Bruno Archi, ambasciatore, aveva testimoniato sulla cena tra Berlusconi e Mubarak, nel maggio 2010, dicendo che si era effettivamente parlato di una ragazza di nome Ruby: e per questo era finito sotto processo. Il giudice scrive che non si può escludere che le cose siano davvero andate così: «La domanda sull'eventuale parentela di Ruby con Mubarak, che Rheda (l'interprete ufficiale, ndr) nega di avere tradotto, potrebbe essere stata in teoria tradotta dall'altro interprete».IL RILASCIO DI RUBYSulle modalità con cui la Questura di Milano decise infine di rilasciare Ruby affidandola alla consigliere regionale Nicole Minetti si sono scritte tonnellate di inchiostro e si sono consumate udienze interminabili. Nel corso del primo processo Giorgia Iafrate, la funzionaria che dispose la consegna di Ruby, ha testimoniato di avere fatto tutto di testa sua, «ho agito nell'interesse della minore, nell'ambito dei miei poteri di pubblico ufficiale», spiegando di non avere mai nemmeno saputo di una telefonata di Berlusconi. Anche lei incriminata per falsa testimonianza, anche lei prosciolta: ha detto la verità.

MAGGIORENNE O MINORENNE

Già la Corte d'appello e la Cassazione, assolvendo Berlusconi, avevano scritto che non c'era alcuna prova che il Cavaliere conoscesse la vera età di Ruby. Ora il giudice Stefania Donadeo archivia l'indagine per falsa testimonianza contro Antonio Passaro, il quale aveva negato anche lui di sapere che la ragazza era minorenne, nonostante che in una telefonata Ruby gli rivelasse la sua età: «La circostanza che Passaro non prendesse in considerazione quanto affermato dalla ragazza appare dunque astrattamente credibile, a partire dall'età stessa di Ruby.
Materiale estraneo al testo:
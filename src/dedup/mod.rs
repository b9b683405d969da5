//! Short-window request dedup.
//!
//! A bloom-style bit vector of `m` bits per TTL bucket with `k` hash
//! positions per key. The bucket is `now / ttl`; when it rotates the bitmap
//! is cleared, which deliberately makes dedup approximate at the rollover
//! boundary. Positions are derived by hashing `[i] ++ key_bytes` for
//! `i = 0..k` with a fixed-seed 64-bit hash, modulo `m`.

use std::hash::{BuildHasher, Hasher};
use std::sync::Mutex;

use ahash::RandomState;
use chrono::Utc;
use log::debug;

// Fixed seeds keep positions stable for the lifetime of the process.
const SEEDS: (u64, u64, u64, u64) = (
    0x4cf5_ad43_2745_937f,
    0x2545_f491_4f6c_dd1d,
    0x9e37_79b9_7f4a_7c15,
    0xff51_afd7_ed55_8ccd,
);

struct Window {
    bucket: i64,
    bits: Vec<u64>,
}

/// Per-bucket dedup bit vector.
pub struct DedupWindow {
    window: Mutex<Window>,
    hasher: RandomState,
    bits_m: u32,
    hashes_k: u32,
    ttl_s: u64,
}

impl DedupWindow {
    /// Creates a window of `bits_m` bits probing `hashes_k` positions per
    /// key, rotating every `ttl_s` seconds.
    pub fn new(bits_m: u32, hashes_k: u32, ttl_s: u64) -> Self {
        let bits_m = bits_m.max(64);
        let words = (bits_m as usize).div_ceil(64);
        Self {
            window: Mutex::new(Window {
                bucket: 0,
                bits: vec![0; words],
            }),
            hasher: RandomState::with_seeds(SEEDS.0, SEEDS.1, SEEDS.2, SEEDS.3),
            bits_m,
            hashes_k: hashes_k.max(1),
            ttl_s: ttl_s.max(1),
        }
    }

    /// Returns whether the key is first-seen inside the current bucket, and
    /// marks it seen.
    pub fn check_and_set(&self, key: &str) -> bool {
        let bucket = Utc::now().timestamp() / self.ttl_s as i64;
        self.check_and_set_at(bucket, key)
    }

    pub(crate) fn check_and_set_at(&self, bucket: i64, key: &str) -> bool {
        let positions = self.positions(key.as_bytes());
        let mut window = self.window.lock().unwrap_or_else(|e| e.into_inner());
        if window.bucket != bucket {
            debug!("dedup_bucket_rotate from={} to={bucket}", window.bucket);
            window.bucket = bucket;
            window.bits.fill(0);
        }
        let mut seen = true;
        for &p in &positions {
            if window.bits[(p / 64) as usize] & (1u64 << (p % 64)) == 0 {
                seen = false;
            }
        }
        if seen {
            return false;
        }
        for &p in &positions {
            window.bits[(p / 64) as usize] |= 1u64 << (p % 64);
        }
        true
    }

    fn positions(&self, key: &[u8]) -> Vec<u32> {
        (0..self.hashes_k)
            .map(|i| {
                let mut h = self.hasher.build_hasher();
                h.write_u8(i as u8);
                h.write(key);
                (h.finish() % self.bits_m as u64) as u32
            })
            .collect()
    }
}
Non si dimentichi che quando i due si erano incontrati Ruby gli aveva detto di avere 26 anni».

SESSO O AMMICCAMENTI?

Le sentenze che hanno assolto Berlusconi danno comunque per assodato che le serate nella sua villa di Arcore avessero un «contenuto prostitutivo». È l'unico punto su cui la versione del Cavaliere non è stata creduta: «Gli atti di carattere sessuale dei quali possa ritenersi raggiunta prova certa sono esibizioni licenziose, toccamenti del seno, glutei o di altre parti intime (coperte o denudate), bagni di gruppo in piscina, baci, ammiccamenti», scrivono i giudici della Corte d'appello.
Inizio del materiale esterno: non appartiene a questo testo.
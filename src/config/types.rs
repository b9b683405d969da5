//! Configuration types.
//!
//! This module defines the library configuration struct and the enums shared
//! with command-line argument parsing.

use std::collections::HashMap;
use std::path::PathBuf;

use clap::ValueEnum;

use crate::config::constants::{
    ANTI_FLAP_MARGIN, CACHE_TTL_SECS, DATA_DIR, DB_PATH, DEDUP_BITMAP_BITS, DEDUP_HASH_FUNCTIONS,
    DEDUP_TTL_SECS, FUSION_DEADLINE_MS, GEOCODER_ENDPOINT, LISTEN_ADDR, MIN_SCORE_FOR_EXACT,
    RADIX_LANG, WEIGHT_EXTERNAL,
};

/// Logging level for the application.
#[derive(Clone, Debug, ValueEnum)]
pub enum LogLevel {
    /// Only error messages
    Error,
    /// Error and warning messages
    Warn,
    /// Error, warning, and informational messages
    Info,
    /// All messages except trace
    Debug,
    /// All messages including trace
    Trace,
}

impl From<LogLevel> for log::LevelFilter {
    fn from(l: LogLevel) -> Self {
        match l {
            LogLevel::Error => log::LevelFilter::Error,
            LogLevel::Warn => log::LevelFilter::Warn,
            LogLevel::Info => log::LevelFilter::Info,
            LogLevel::Debug => log::LevelFilter::Debug,
            LogLevel::Trace => log::LevelFilter::Trace,
        }
    }
}

/// Log output format.
#[derive(Clone, Debug, ValueEnum)]
pub enum LogFormat {
    /// Human-readable format with colors (default)
    Plain,
    /// Structured JSON format for machine parsing
    Json,
}

/// Library configuration (no CLI dependencies).
///
/// This is the core configuration struct used by the library. It can be
/// constructed programmatically without any CLI dependencies.
///
/// # Examples
///
/// ```no_run
/// use ip_locator::Config;
/// use std::path::PathBuf;
///
/// let config = Config {
///     db_path: PathBuf::from("./geo.db"),
///     listen_addr: "0.0.0.0:8080".to_string(),
///     ..Default::default()
/// };
/// ```
#[derive(Debug, Clone)]
pub struct Config {
    /// SQLite database path. The process refuses to start if the file cannot
    /// be created or opened.
    pub db_path: PathBuf,

    /// Directory the exact-index file is built into.
    pub data_dir: PathBuf,

    /// Listen address for the HTTP server.
    pub listen_addr: String,

    /// Log level
    pub log_level: LogLevel,

    /// Log format
    pub log_format: LogFormat,

    /// Enable the in-process hot cache of serialized responses.
    pub cache_enabled: bool,

    /// Hot-cache entry TTL in seconds.
    pub cache_ttl_s: u64,

    /// Enable short-window request dedup.
    pub dedup_enabled: bool,

    /// Dedup window length in seconds.
    pub dedup_ttl_s: u64,

    /// Bits in the per-bucket dedup bitmap.
    pub dedup_bitmap_bits: u32,

    /// Hash positions probed per dedup key.
    pub dedup_hash_functions: u32,

    /// Hard deadline for one fusion fan-out, in milliseconds.
    pub fusion_deadline_ms: u64,

    /// Top raw score at or above which fusion also writes an exact entry.
    pub min_score_for_exact: f64,

    /// Anti-flap margin applied by the override-KV upsert.
    pub anti_flap_margin: f64,

    /// Run fusion when a hot-cache hit is missing province or city.
    pub fusion_on_partial_cache: bool,

    /// Run fusion when a chain-cache hit is missing province or city.
    pub fusion_on_partial_local: bool,

    /// Run fusion when a relational hit is missing province or city.
    pub fusion_on_partial_db: bool,

    /// Requests per second admitted before the pipeline; `None` disables
    /// rate limiting.
    pub rate_limit_qps: Option<u32>,

    /// Radix-tree database path (optional local source).
    pub radix_path: Option<PathBuf>,

    /// Language window used when slicing radix-tree leaf fields.
    pub radix_lang: String,

    /// XDB database path (optional local source).
    pub xdb_path: Option<PathBuf>,

    /// Endpoint of an out-of-process HTTP source (optional).
    pub external_endpoint: Option<String>,

    /// Registered name of the external HTTP source.
    pub external_name: String,

    /// Association key the external HTTP source writes under.
    pub external_assoc: String,

    /// Weight of the external HTTP source.
    pub external_weight: f64,

    /// Server key for the REST geocoder; `None` leaves it unregistered.
    pub geocoder_key: Option<String>,

    /// REST geocoder endpoint.
    pub geocoder_endpoint: String,

    /// Per-source weight overrides, keyed by source name.
    pub source_weights: HashMap<String, f64>,
}

impl Default for Config {
    fn default() -> Self {
        Self {
            db_path: PathBuf::from(DB_PATH),
            data_dir: PathBuf::from(DATA_DIR),
            listen_addr: LISTEN_ADDR.to_string(),
            log_level: LogLevel::Info,
            log_format: LogFormat::Plain,
            cache_enabled: true,
            cache_ttl_s: CACHE_TTL_SECS,
            dedup_enabled: true,
            dedup_ttl_s: DEDUP_TTL_SECS,
            dedup_bitmap_bits: DEDUP_BITMAP_BITS,
            dedup_hash_functions: DEDUP_HASH_FUNCTIONS,
            fusion_deadline_ms: FUSION_DEADLINE_MS,
            min_score_for_exact: MIN_SCORE_FOR_EXACT,
            anti_flap_margin: ANTI_FLAP_MARGIN,
            fusion_on_partial_cache: false,
            fusion_on_partial_local: false,
            fusion_on_partial_db: false,
            rate_limit_qps: None,
            radix_path: None,
            radix_lang: RADIX_LANG.to_string(),
            xdb_path: None,
            external_endpoint: None,
            external_name: "ext".to_string(),
            external_assoc: "ext".to_string(),
            external_weight: WEIGHT_EXTERNAL,
            geocoder_key: None,
            geocoder_endpoint: GEOCODER_ENDPOINT.to_string(),
            source_weights: HashMap::new(),
        }
    }
}

impl Config {
    /// Resolves the weight for a source, applying any configured override.
    pub fn source_weight(&self, name: &str, default: f64) -> f64 {
        self.source_weights.get(name).copied().unwrap_or(default)
    }
}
Ma le dichiarazioni di chi ha sostenuto di avere assistito a scende di sesso vero e proprio vengono liquidate dai giudici come «fantasiose», nel caso di Ruby, o addirittura come menzogne a fini economici: è il caso di Marystelle Polanco, che spiegò a una giornalista inglese di avere visto con i suoi occhi episodi a luci rosse, e di cui ora il giudice Donadeo scrive: «L'inequivocabile avidità che contraddistingue l'indagata Polanco rende credibile che ci si trovi di fronte ad un ennesimo tentativo di guadagni illeciti, e inficia irrimediabilmente la portata probatoria delle sue dichiarazioni».